[Stored items]
—————
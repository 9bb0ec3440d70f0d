//! Movie metadata lookup.
//!
//! - [`provider`] -- the [`MetadataProvider`] trait and the [`MovieMetadata`] record.
//! - [`providers`] -- concrete implementations (TMDB).

pub mod provider;
pub mod providers;

pub use provider::{MetadataProvider, MovieMetadata};
pub use providers::TmdbClient;
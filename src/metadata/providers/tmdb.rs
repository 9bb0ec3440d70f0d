//! TMDB (The Movie Database) metadata provider.
//!
//! Implements [`MetadataProvider`] with a single call to the TMDB v3 movie
//! detail endpoint. Requests carry a 10-second timeout and are never retried;
//! pacing between folders is the caller's job.

use std::sync::Arc;
use std::time::Duration;

use serde::Deserialize;
use tracing::debug;

use crate::error::MetadataError;
use crate::http::HttpGet;
use crate::metadata::provider::{MetadataProvider, MovieMetadata};

// ---------------------------------------------------------------------------
// Constants
// ---------------------------------------------------------------------------

const TMDB_BASE_URL: &str = "https://api.themoviedb.org/3";
const TMDB_IMAGE_BASE: &str = "https://image.tmdb.org/t/p/";
const IMAGE_SIZE: &str = "original";
const REQUEST_TIMEOUT: Duration = Duration::from_secs(10);

// ---------------------------------------------------------------------------
// TMDB API response types (private)
// ---------------------------------------------------------------------------

#[derive(Debug, Deserialize)]
struct TmdbMovieDetail {
    id: u64,
    poster_path: Option<String>,
    #[serde(default)]
    vote_average: f64,
    #[serde(default)]
    vote_count: u64,
    imdb_id: Option<String>,
    external_ids: Option<TmdbExternalIds>,
}

#[derive(Debug, Deserialize)]
struct TmdbExternalIds {
    imdb_id: Option<String>,
}

impl From<TmdbMovieDetail> for MovieMetadata {
    fn from(detail: TmdbMovieDetail) -> Self {
        let imdb_id = detail
            .external_ids
            .and_then(|ext| ext.imdb_id)
            .or(detail.imdb_id)
            .filter(|id| !id.is_empty());

        Self {
            id: detail.id,
            poster_path: detail.poster_path.filter(|p| !p.is_empty()),
            vote_average: detail.vote_average,
            vote_count: detail.vote_count,
            imdb_id,
        }
    }
}

// ---------------------------------------------------------------------------
// Client
// ---------------------------------------------------------------------------

/// TMDB movie detail client.
pub struct TmdbClient {
    http: Arc<dyn HttpGet>,
    api_key: String,
}

impl TmdbClient {
    pub fn new(http: Arc<dyn HttpGet>, api_key: impl Into<String>) -> Self {
        Self {
            http,
            api_key: api_key.into(),
        }
    }

    /// Detail endpoint URL, including cross-reference IDs.
    fn detail_url(&self, id: u64) -> String {
        format!(
            "{TMDB_BASE_URL}/movie/{id}?api_key={}&append_to_response=external_ids",
            self.api_key
        )
    }
}

/// Full image URL for a TMDB poster path fragment, at original resolution.
pub fn poster_url(fragment: &str) -> String {
    format!("{TMDB_IMAGE_BASE}{IMAGE_SIZE}{fragment}")
}

impl MetadataProvider for TmdbClient {
    fn name(&self) -> &'static str {
        "tmdb"
    }

    fn movie_details(&self, id: u64) -> Result<MovieMetadata, MetadataError> {
        debug!(tmdb_id = id, "TMDB get movie details");

        let body = self
            .http
            .get(&self.detail_url(id), REQUEST_TIMEOUT)
            .map_err(|source| MetadataError::Request { id, source })?;

        let detail: TmdbMovieDetail = serde_json::from_slice(&body)
            .map_err(|source| MetadataError::Decode { id, source })?;

        Ok(detail.into())
    }
}
//! Poster files on disk.
//!
//! Each movie folder keeps a pristine copy of its TMDB poster under a reserved
//! cache subfolder and a derived `poster.jpg` at its top level. This module
//! owns that layout ([`storage`]) and the download-and-cache step ([`acquire`]).

pub mod acquire;
mod storage;

pub use acquire::{Acquisition, PosterAcquirer};
pub use storage::{
    encode_jpeg, write_atomic, PosterPaths, CACHE_DIR_NAME, CACHE_FILE_NAME, CACHE_JPEG_QUALITY,
    CANONICAL_HEIGHT, CANONICAL_WIDTH, FINAL_FILE_NAME, FINAL_JPEG_QUALITY,
};
pub mod plex;

pub use plex::PlexClient;

use crate::config::RefreshConfig;
use crate::http::HttpGet;
use std::sync::Arc;

/// Outcome of one refresh pass, by library section ID.
#[derive(Debug, Default, Clone, PartialEq, Eq)]
pub struct RefreshReport {
    pub succeeded: Vec<String>,
    pub failed: Vec<String>,
}

/// Asks the media server to rescan each configured library section.
pub struct LibraryRefreshNotifier<'a> {
    config: &'a RefreshConfig,
    http: Arc<dyn HttpGet>,
}

impl<'a> LibraryRefreshNotifier<'a> {
    pub fn new(config: &'a RefreshConfig, http: Arc<dyn HttpGet>) -> Self {
        Self { config, http }
    }

    /// Refresh every configured section.
    /// This method is best-effort - errors are logged but not propagated, and
    /// one failed section does not stop the others.
    pub fn notify(&self) -> RefreshReport {
        let mut report = RefreshReport::default();

        let (true, Some(host), Some(port), Some(token)) = (
            self.config.is_complete(),
            self.config.host.as_deref(),
            self.config.port,
            self.config.token.as_deref(),
        ) else {
            tracing::warn!("Plex refresh settings are incomplete, skipping library refresh");
            return report;
        };

        tracing::info!("Triggering Plex library refresh");
        let client = PlexClient::new(self.http.clone(), host, port, token);

        for section_id in &self.config.library_ids {
            match client.refresh_section(section_id) {
                Ok(()) => {
                    tracing::info!("Plex refresh initiated for section {}", section_id);
                    report.succeeded.push(section_id.clone());
                }
                Err(e) => {
                    tracing::warn!("Failed to refresh Plex section {}: {}", section_id, e);
                    report.failed.push(section_id.clone());
                }
            }
        }

        report
    }
}
//! Blocking HTTP GET capability.
//!
//! Every network call goes through [`HttpGet`] so that the pipeline can be
//! exercised without a network in tests.

use std::time::Duration;

use reqwest::blocking::Client;

use crate::error::HttpError;

/// Issue a GET request and return the response body on a 2xx status.
pub trait HttpGet: Send + Sync {
    fn get(&self, url: &str, timeout: Duration) -> Result<Vec<u8>, HttpError>;
}

/// [`HttpGet`] backed by a shared `reqwest` blocking client.
pub struct ReqwestHttp {
    client: Client,
}

impl ReqwestHttp {
    pub fn new() -> Self {
        let client = Client::builder()
            .user_agent(concat!("posterforge/", env!("CARGO_PKG_VERSION")))
            .build()
            .unwrap_or_else(|e| {
                tracing::warn!("Failed to build HTTP client: {}", e);
                Client::new()
            });

        Self { client }
    }
}

impl Default for ReqwestHttp {
    fn default() -> Self {
        Self::new()
    }
}

impl HttpGet for ReqwestHttp {
    fn get(&self, url: &str, timeout: Duration) -> Result<Vec<u8>, HttpError> {
        let response = self.client.get(url).timeout(timeout).send()?;

        let status = response.status();
        if !status.is_success() {
            return Err(HttpError::Status(status.as_u16()));
        }

        Ok(response.bytes()?.to_vec())
    }
}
—————
TASK DIRECTIONS
Show the data once more, exactly as it was written.

EXERCISE OUTPUT
repository 9bb0ec3440d70f0d
//! Movie metadata lookup.
//!
//! - [`provider`] -- the [`MetadataProvider`] trait and the [`MovieMetadata`] record.
//! - [`providers`] -- concrete implementations (TMDB).

pub mod provider;
pub mod providers;

pub use provider::{MetadataProvider, MovieMetadata};
pub use providers::TmdbClient;
filename src/metadata/providers/tmdb.rs
repository 9bb0ec3440d70f0d
//! TMDB (The Movie Database) metadata provider.
//!
//! Implements [`MetadataProvider`] with a single call to the TMDB v3 movie
//! detail endpoint. Requests carry a 10-second timeout and are never retried;
//! pacing between folders is the caller's job.

use std::sync::Arc;
use std::time::Duration;

use serde::Deserialize;
use tracing::debug;

use crate::error::MetadataError;
use crate::http::HttpGet;
use crate::metadata::provider::{MetadataProvider, MovieMetadata};

// ---------------------------------------------------------------------------
// Constants
// ---------------------------------------------------------------------------

const TMDB_BASE_URL: &str = "https://api.themoviedb.org/3";
const TMDB_IMAGE_BASE: &str = "https://image.tmdb.org/t/p/";
const IMAGE_SIZE: &str = "original";
const REQUEST_TIMEOUT: Duration = Duration::from_secs(10);

// ---------------------------------------------------------------------------
// TMDB API response types (private)
// ---------------------------------------------------------------------------

#[derive(Debug, Deserialize)]
struct TmdbMovieDetail {
    id: u64,
    poster_path: Option<String>,
    #[serde(default)]
    vote_average: f64,
    #[serde(default)]
    vote_count: u64,
    imdb_id: Option<String>,
    external_ids: Option<TmdbExternalIds>,
}

#[derive(Debug, Deserialize)]
struct TmdbExternalIds {
    imdb_id: Option<String>,
}

impl From<TmdbMovieDetail> for MovieMetadata {
    fn from(detail: TmdbMovieDetail) -> Self {
        let imdb_id = detail
            .external_ids
            .and_then(|ext| ext.imdb_id)
            .or(detail.imdb_id)
            .filter(|id| !id.is_empty());

        Self {
            id: detail.id,
            poster_path: detail.poster_path.filter(|p| !p.is_empty()),
            vote_average: detail.vote_average,
            vote_count: detail.vote_count,
            imdb_id,
        }
    }
}

// ---------------------------------------------------------------------------
// Client
// ---------------------------------------------------------------------------

/// TMDB movie detail client.
pub struct TmdbClient {
    http: Arc<dyn HttpGet>,
    api_key: String,
}

impl TmdbClient {
    pub fn new(http: Arc<dyn HttpGet>, api_key: impl Into<String>) -> Self {
        Self {
            http,
            api_key: api_key.into(),
        }
    }

    /// Detail endpoint URL, including cross-reference IDs.
    fn detail_url(&self, id: u64) -> String {
        format!(
            "{TMDB_BASE_URL}/movie/{id}?api_key={}&append_to_response=external_ids",
            self.api_key
        )
    }
}

/// Full image URL for a TMDB poster path fragment, at original resolution.
pub fn poster_url(fragment: &str) -> String {
    format!("{TMDB_IMAGE_BASE}{IMAGE_SIZE}{fragment}")
}

impl MetadataProvider for TmdbClient {
    fn name(&self) -> &'static str {
        "tmdb"
    }

    fn movie_details(&self, id: u64) -> Result<MovieMetadata, MetadataError> {
        debug!(tmdb_id = id, "TMDB get movie details");

        let body = self
            .http
            .get(&self.detail_url(id), REQUEST_TIMEOUT)
            .map_err(|source| MetadataError::Request { id, source })?;

        let detail: TmdbMovieDetail = serde_json::from_slice(&body)
            .map_err(|source| MetadataError::Decode { id, source })?;

        Ok(detail.into())
    }
}
//! Poster files on disk.
//!
//! Each movie folder keeps a pristine copy of its TMDB poster under a reserved
//! cache subfolder and a derived `poster.jpg` at its top level. This module
//! owns that layout ([`storage`]) and the download-and-cache step ([`acquire`]).

pub mod acquire;
mod storage;

pub use acquire::{Acquisition, PosterAcquirer};
pub use storage::{
    encode_jpeg, write_atomic, PosterPaths, CACHE_DIR_NAME, CACHE_FILE_NAME, CACHE_JPEG_QUALITY,
    CANONICAL_HEIGHT, CANONICAL_WIDTH, FINAL_FILE_NAME, FINAL_JPEG_QUALITY,
};
pub mod plex;

pub use plex::PlexClient;

use crate::config::RefreshConfig;
use crate::http::HttpGet;
use std::sync::Arc;

/// Outcome of one refresh pass, by library section ID.
#[derive(Debug, Default, Clone, PartialEq, Eq)]
pub struct RefreshReport {
    pub succeeded: Vec<String>,
    pub failed: Vec<String>,
}

/// Asks the media server to rescan each configured library section.
pub struct LibraryRefreshNotifier<'a> {
    config: &'a RefreshConfig,
    http: Arc<dyn HttpGet>,
}

impl<'a> LibraryRefreshNotifier<'a> {
    pub fn new(config: &'a RefreshConfig, http: Arc<dyn HttpGet>) -> Self {
        Self { config, http }
    }

    /// Refresh every configured section.
    /// This method is best-effort - errors are logged but not propagated, and
    /// one failed section does not stop the others.
    pub fn notify(&self) -> RefreshReport {
        let mut report = RefreshReport::default();

        let (true, Some(host), Some(port), Some(token)) = (
            self.config.is_complete(),
            self.config.host.as_deref(),
            self.config.port,
            self.config.token.as_deref(),
        ) else {
            tracing::warn!("Plex refresh settings are incomplete, skipping library refresh");
            return report;
        };

        tracing::info!("Triggering Plex library refresh");
        let client = PlexClient::new(self.http.clone(), host, port, token);

        for section_id in &self.config.library_ids {
            match client.refresh_section(section_id) {
                Ok(()) => {
                    tracing::info!("Plex refresh initiated for section {}", section_id);
                    report.succeeded.push(section_id.clone());
                }
                Err(e) => {
                    tracing::warn!("Failed to refresh Plex section {}: {}", section_id, e);
                    report.failed.push(section_id.clone());
                }
            }
        }

        report
    }
}
//! Blocking HTTP GET capability.
//!
//! Every network call goes through [`HttpGet`] so that the pipeline can be
//! exercised without a network in tests.

use std::time::Duration;

use reqwest::blocking::Client;

use crate::error::HttpError;

/// Issue a GET request and return the response body on a 2xx status.
pub trait HttpGet: Send + Sync {
    fn get(&self, url: &str, timeout: Duration) -> Result<Vec<u8>, HttpError>;
}

/// [`HttpGet`] backed by a shared `reqwest` blocking client.
pub struct ReqwestHttp {
    client: Client,
}

impl ReqwestHttp {
    pub fn new() -> Self {
        let client = Client::builder()
            .user_agent(concat!("posterforge/", env!("CARGO_PKG_VERSION")))
            .build()
            .unwrap_or_else(|e| {
                tracing::warn!("Failed to build HTTP client: {}", e);
                Client::new()
            });

        Self { client }
    }
}

impl Default for ReqwestHttp {
    fn default() -> Self {
        Self::new()
    }
}

impl HttpGet for ReqwestHttp {
    fn get(&self, url: &str, timeout: Duration) -> Result<Vec<u8>, HttpError> {
        let response = self.client.get(url).timeout(timeout).send()?;

        let status = response.status();
        if !status.is_success() {
            return Err(HttpError::Status(status.as_u16()));
        }

        Ok(response.bytes()?.to_vec())
    }
}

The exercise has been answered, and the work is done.